YOUR OBJECTIVE
Print, in exact form, the lines below from the one containing "env_logger::init();" through the one containing "let ascii = stats.bits_ascii.to_string();", and omit all others.

BEGIN MATERIAL SHOWN

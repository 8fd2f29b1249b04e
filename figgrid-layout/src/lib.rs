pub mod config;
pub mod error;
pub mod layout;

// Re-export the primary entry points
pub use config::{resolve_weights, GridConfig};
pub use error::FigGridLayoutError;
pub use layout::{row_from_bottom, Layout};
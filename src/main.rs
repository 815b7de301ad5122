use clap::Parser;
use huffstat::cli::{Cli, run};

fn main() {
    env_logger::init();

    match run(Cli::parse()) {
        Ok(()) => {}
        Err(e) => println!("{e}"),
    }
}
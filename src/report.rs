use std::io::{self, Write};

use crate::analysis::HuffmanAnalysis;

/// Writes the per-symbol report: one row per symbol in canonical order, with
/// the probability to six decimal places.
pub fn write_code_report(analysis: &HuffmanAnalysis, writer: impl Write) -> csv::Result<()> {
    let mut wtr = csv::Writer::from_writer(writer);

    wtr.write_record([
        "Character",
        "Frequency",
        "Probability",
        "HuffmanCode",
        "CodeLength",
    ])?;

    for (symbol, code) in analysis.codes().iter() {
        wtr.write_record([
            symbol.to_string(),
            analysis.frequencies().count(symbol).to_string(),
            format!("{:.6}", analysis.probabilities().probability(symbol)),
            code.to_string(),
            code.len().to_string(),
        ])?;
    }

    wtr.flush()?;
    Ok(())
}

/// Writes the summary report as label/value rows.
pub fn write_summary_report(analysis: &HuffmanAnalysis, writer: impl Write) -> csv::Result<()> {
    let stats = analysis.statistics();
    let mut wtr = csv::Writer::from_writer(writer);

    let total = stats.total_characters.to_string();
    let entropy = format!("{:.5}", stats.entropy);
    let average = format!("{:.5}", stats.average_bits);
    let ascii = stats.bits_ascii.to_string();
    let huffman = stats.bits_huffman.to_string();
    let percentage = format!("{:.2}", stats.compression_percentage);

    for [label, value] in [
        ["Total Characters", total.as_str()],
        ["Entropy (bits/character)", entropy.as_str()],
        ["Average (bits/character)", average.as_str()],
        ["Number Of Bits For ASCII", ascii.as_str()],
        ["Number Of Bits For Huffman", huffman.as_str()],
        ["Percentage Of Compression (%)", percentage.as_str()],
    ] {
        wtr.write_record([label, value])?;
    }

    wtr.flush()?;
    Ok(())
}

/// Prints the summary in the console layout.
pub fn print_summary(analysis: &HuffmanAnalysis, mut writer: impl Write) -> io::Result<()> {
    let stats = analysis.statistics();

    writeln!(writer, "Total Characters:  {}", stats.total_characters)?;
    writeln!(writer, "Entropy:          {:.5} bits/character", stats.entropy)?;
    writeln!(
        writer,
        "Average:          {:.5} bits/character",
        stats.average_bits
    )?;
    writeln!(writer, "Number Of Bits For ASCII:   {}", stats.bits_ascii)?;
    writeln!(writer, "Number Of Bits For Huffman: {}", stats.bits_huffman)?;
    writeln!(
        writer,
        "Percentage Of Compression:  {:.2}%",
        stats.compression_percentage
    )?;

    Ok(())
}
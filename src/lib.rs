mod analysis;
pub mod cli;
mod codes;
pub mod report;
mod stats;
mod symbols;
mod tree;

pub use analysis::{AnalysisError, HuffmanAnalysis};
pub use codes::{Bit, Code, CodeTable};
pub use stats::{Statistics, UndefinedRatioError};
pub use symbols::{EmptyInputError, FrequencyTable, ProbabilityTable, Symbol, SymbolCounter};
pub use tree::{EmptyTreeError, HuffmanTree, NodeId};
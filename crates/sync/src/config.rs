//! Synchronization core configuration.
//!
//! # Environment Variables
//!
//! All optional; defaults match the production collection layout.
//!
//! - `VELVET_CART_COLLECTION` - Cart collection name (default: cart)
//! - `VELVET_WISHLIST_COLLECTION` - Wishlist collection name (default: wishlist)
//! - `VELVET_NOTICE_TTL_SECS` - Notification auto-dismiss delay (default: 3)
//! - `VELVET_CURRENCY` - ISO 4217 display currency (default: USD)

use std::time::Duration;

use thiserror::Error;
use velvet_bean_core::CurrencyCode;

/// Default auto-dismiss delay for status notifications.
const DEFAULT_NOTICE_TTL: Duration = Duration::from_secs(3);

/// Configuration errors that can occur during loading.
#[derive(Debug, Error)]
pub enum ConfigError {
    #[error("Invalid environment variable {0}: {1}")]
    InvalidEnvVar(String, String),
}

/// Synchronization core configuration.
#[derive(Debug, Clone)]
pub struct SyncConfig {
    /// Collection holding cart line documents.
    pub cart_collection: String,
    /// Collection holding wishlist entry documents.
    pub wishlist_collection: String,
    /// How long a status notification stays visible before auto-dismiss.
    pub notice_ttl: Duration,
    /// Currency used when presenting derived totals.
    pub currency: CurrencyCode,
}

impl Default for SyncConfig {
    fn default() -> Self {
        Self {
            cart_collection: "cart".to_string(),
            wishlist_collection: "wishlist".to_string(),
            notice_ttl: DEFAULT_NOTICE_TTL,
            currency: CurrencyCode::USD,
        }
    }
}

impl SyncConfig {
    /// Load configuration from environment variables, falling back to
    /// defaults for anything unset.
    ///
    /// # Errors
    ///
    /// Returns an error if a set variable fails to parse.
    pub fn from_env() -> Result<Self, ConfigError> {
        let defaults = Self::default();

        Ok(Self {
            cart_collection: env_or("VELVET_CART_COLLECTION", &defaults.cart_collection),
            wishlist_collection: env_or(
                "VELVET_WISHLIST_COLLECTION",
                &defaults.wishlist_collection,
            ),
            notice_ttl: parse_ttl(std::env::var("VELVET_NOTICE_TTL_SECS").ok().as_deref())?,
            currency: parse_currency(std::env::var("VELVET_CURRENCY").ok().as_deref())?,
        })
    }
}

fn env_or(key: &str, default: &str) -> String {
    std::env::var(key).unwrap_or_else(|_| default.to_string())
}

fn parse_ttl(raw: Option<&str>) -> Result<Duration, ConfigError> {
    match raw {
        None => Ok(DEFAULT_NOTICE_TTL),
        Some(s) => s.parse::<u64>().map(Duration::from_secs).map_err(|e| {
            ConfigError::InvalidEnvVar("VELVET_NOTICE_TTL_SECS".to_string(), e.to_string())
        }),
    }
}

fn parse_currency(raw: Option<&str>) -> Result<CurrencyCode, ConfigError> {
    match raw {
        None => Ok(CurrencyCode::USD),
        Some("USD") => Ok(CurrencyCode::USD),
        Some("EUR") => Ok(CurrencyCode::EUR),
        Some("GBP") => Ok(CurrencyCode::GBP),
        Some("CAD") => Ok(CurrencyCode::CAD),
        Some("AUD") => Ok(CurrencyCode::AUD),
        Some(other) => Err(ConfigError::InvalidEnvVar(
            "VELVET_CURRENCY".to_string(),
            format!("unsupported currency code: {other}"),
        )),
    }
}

END MATERIAL SHOWN

TASK OUTPUT
    env_logger::init();

    match run(Cli::parse()) {
        Ok(()) => {}
        Err(e) => println!("{e}"),
    }
}
filename src/report.rs
use std::io::{self, Write};

use crate::analysis::HuffmanAnalysis;

/// Writes the per-symbol report: one row per symbol in canonical order, with
/// the probability to six decimal places.
pub fn write_code_report(analysis: &HuffmanAnalysis, writer: impl Write) -> csv::Result<()> {
    let mut wtr = csv::Writer::from_writer(writer);

    wtr.write_record([
        "Character",
        "Frequency",
        "Probability",
        "HuffmanCode",
        "CodeLength",
    ])?;

    for (symbol, code) in analysis.codes().iter() {
        wtr.write_record([
            symbol.to_string(),
            analysis.frequencies().count(symbol).to_string(),
            format!("{:.6}", analysis.probabilities().probability(symbol)),
            code.to_string(),
            code.len().to_string(),
        ])?;
    }

    wtr.flush()?;
    Ok(())
}

/// Writes the summary report as label/value rows.
pub fn write_summary_report(analysis: &HuffmanAnalysis, writer: impl Write) -> csv::Result<()> {
    let stats = analysis.statistics();
    let mut wtr = csv::Writer::from_writer(writer);

    let total = stats.total_characters.to_string();
    let entropy = format!("{:.5}", stats.entropy);
    let average = format!("{:.5}", stats.average_bits);
    let ascii = stats.bits_ascii.to_string();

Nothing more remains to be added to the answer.